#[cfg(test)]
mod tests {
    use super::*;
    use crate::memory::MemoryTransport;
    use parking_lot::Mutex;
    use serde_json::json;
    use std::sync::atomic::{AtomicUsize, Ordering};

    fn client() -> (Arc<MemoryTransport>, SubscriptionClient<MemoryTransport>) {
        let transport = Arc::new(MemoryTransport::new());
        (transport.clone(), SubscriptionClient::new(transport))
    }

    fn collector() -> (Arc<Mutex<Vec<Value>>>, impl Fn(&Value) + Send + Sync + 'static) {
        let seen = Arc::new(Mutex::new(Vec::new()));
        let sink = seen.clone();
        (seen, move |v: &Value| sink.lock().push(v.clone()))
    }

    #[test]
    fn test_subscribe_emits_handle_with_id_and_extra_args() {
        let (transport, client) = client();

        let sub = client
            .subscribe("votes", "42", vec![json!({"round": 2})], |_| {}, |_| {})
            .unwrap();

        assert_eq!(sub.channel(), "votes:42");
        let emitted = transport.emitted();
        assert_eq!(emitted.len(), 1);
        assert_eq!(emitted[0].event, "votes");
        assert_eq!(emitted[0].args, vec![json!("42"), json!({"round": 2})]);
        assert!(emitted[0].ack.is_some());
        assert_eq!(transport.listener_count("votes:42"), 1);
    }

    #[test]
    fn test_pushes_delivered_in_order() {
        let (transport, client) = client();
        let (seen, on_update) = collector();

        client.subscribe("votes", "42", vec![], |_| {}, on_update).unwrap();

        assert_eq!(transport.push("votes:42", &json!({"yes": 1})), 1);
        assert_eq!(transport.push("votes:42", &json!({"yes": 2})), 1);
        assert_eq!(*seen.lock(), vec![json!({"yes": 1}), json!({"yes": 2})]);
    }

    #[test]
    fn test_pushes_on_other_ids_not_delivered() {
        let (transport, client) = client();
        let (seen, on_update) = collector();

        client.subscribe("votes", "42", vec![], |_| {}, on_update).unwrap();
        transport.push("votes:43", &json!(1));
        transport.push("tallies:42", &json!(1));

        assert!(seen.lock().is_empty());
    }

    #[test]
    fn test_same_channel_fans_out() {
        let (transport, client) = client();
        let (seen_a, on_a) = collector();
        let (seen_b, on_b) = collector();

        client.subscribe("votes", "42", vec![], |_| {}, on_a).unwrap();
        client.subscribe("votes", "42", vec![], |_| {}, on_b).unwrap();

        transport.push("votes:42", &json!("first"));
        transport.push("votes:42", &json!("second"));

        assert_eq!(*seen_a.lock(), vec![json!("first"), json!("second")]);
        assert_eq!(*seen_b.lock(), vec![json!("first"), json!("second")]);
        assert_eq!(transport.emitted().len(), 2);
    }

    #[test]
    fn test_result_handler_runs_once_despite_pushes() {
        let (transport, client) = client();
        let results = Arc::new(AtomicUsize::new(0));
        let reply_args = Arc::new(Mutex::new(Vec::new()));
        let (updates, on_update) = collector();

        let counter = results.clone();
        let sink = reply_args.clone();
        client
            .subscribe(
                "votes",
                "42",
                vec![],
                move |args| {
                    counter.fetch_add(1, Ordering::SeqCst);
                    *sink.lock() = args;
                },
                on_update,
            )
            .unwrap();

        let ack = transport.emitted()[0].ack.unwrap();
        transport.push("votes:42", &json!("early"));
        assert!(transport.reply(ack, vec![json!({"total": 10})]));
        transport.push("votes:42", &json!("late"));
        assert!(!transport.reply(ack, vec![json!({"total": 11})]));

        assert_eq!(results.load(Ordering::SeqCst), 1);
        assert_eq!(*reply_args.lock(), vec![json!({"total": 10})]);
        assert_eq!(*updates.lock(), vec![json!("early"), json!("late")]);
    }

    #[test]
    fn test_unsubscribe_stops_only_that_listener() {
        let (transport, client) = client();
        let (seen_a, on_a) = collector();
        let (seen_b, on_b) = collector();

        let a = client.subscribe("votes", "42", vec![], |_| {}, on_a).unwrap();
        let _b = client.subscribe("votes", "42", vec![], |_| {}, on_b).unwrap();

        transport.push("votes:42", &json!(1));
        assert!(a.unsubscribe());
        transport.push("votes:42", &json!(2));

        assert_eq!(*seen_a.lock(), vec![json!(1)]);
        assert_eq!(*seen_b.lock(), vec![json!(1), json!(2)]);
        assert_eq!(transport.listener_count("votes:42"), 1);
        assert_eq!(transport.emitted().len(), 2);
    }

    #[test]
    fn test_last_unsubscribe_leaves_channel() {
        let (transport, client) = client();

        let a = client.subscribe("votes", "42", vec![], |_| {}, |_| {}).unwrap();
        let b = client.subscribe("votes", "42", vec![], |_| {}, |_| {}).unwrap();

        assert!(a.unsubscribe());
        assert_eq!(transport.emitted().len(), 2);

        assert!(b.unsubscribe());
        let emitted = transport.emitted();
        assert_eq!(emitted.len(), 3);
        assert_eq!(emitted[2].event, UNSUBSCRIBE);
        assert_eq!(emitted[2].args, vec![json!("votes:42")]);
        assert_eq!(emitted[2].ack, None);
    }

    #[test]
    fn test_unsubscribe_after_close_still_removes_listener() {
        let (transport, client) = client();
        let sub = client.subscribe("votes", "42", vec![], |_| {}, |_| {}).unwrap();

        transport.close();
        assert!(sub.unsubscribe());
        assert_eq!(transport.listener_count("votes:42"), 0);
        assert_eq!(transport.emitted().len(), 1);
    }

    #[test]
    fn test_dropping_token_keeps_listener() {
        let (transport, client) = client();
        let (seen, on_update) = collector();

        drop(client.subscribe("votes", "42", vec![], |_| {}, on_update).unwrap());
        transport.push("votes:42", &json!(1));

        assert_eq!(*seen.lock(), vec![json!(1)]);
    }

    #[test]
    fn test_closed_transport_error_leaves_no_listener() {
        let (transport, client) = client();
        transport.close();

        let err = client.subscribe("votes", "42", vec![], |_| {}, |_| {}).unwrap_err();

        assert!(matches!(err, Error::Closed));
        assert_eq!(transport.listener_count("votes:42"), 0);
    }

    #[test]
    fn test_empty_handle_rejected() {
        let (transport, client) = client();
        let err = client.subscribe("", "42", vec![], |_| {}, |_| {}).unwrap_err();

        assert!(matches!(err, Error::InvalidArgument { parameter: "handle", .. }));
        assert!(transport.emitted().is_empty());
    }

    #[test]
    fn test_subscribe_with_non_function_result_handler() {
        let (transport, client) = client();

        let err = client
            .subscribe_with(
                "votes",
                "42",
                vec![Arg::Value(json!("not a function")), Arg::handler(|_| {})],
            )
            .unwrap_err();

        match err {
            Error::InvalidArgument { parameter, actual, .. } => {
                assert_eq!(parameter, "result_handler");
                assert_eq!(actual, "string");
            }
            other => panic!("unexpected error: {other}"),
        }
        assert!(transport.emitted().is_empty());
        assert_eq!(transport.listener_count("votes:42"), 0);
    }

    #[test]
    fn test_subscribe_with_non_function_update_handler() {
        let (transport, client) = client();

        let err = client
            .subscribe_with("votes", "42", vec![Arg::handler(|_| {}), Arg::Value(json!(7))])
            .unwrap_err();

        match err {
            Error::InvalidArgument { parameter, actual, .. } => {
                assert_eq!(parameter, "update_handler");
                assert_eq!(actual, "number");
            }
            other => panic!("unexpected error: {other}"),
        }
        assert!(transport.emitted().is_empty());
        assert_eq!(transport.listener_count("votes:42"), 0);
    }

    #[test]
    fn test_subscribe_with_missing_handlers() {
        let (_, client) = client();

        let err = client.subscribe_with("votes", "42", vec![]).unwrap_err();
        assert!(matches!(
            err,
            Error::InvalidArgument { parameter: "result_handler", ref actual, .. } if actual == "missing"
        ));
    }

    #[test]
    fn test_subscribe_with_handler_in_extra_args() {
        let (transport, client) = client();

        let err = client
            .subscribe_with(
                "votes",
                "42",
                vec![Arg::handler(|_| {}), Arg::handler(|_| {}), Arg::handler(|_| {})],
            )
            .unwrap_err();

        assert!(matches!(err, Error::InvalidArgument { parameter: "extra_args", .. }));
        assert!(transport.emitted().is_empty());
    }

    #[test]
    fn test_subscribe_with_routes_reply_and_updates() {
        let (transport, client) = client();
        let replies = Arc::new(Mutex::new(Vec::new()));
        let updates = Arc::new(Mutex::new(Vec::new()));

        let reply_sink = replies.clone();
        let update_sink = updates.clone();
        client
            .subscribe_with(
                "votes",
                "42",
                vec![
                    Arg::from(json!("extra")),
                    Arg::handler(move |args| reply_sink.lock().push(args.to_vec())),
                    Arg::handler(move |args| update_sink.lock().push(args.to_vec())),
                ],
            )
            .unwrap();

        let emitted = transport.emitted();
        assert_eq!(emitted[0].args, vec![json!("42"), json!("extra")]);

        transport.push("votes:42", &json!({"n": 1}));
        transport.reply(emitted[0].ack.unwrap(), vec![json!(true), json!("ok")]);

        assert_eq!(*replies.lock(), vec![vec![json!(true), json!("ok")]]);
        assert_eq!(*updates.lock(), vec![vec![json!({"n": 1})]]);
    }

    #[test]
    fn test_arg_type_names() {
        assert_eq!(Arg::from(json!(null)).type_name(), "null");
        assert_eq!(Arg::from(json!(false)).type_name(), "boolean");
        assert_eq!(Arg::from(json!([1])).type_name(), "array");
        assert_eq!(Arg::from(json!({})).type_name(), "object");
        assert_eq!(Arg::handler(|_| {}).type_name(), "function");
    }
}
══════════
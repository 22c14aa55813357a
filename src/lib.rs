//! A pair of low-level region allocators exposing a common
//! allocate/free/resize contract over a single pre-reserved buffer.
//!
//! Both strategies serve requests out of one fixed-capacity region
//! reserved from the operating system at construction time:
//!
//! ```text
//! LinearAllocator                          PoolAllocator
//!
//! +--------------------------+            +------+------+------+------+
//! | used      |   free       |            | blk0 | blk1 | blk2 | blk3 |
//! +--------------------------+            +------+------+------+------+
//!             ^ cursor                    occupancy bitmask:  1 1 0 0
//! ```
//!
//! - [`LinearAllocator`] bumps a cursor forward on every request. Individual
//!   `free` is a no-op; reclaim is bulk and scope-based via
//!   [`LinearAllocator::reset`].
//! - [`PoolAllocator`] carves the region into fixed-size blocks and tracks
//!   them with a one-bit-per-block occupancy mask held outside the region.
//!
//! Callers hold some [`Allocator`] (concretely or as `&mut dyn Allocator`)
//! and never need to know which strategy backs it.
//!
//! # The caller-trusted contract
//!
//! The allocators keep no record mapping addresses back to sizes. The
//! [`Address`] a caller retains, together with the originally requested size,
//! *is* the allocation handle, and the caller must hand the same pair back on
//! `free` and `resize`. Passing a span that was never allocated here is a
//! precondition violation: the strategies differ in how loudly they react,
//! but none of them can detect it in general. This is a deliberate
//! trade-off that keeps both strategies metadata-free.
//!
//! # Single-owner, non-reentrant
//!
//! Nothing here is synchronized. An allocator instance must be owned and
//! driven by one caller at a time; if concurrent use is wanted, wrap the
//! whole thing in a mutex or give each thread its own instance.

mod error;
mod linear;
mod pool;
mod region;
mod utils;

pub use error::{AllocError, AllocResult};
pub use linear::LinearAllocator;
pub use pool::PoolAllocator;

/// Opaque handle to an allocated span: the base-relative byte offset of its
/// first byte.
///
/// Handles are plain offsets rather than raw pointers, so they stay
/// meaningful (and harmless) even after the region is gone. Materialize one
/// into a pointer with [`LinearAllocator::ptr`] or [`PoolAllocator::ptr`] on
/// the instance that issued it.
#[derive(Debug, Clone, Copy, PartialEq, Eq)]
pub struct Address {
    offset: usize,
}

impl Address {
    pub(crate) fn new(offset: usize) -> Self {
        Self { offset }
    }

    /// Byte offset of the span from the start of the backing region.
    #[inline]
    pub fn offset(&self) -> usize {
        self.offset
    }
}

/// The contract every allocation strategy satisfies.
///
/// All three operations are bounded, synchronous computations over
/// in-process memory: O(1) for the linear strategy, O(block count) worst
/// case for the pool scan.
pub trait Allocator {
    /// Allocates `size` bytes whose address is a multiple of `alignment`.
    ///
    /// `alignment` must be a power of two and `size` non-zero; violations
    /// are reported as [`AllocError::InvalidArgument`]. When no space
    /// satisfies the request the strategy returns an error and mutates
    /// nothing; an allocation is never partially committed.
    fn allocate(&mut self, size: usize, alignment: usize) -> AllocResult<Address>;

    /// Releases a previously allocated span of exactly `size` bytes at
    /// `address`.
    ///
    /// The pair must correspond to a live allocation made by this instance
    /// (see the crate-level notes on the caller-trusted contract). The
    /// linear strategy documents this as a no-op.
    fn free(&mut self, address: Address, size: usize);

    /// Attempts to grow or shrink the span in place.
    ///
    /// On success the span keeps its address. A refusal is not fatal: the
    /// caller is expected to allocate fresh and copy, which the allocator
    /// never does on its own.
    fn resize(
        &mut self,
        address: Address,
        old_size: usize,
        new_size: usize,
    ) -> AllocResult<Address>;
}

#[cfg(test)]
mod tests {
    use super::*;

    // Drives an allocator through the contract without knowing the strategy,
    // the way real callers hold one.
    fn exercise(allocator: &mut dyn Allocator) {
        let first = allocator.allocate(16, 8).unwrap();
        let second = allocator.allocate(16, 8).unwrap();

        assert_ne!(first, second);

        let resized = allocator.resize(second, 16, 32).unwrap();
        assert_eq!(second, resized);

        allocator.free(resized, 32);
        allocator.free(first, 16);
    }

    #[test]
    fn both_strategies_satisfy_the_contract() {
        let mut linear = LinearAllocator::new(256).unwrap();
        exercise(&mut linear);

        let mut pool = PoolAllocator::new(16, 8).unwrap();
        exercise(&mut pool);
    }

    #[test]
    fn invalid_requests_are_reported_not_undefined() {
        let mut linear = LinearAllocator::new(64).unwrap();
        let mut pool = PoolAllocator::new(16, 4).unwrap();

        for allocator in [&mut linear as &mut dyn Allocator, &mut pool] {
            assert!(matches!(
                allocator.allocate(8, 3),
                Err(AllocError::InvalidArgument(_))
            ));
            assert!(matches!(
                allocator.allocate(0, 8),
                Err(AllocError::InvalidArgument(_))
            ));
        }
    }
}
══════════
** TASK TO CARRY OUT **
Could you return the lines in the entries above that contain "instance"?

** WRITTEN ANSWER **
//! Nothing here is synchronized. An allocator instance must be owned and
//! whole thing in a mutex or give each thread its own instance.
/// the instance that issued it.
    /// The pair must correspond to a live allocation made by this instance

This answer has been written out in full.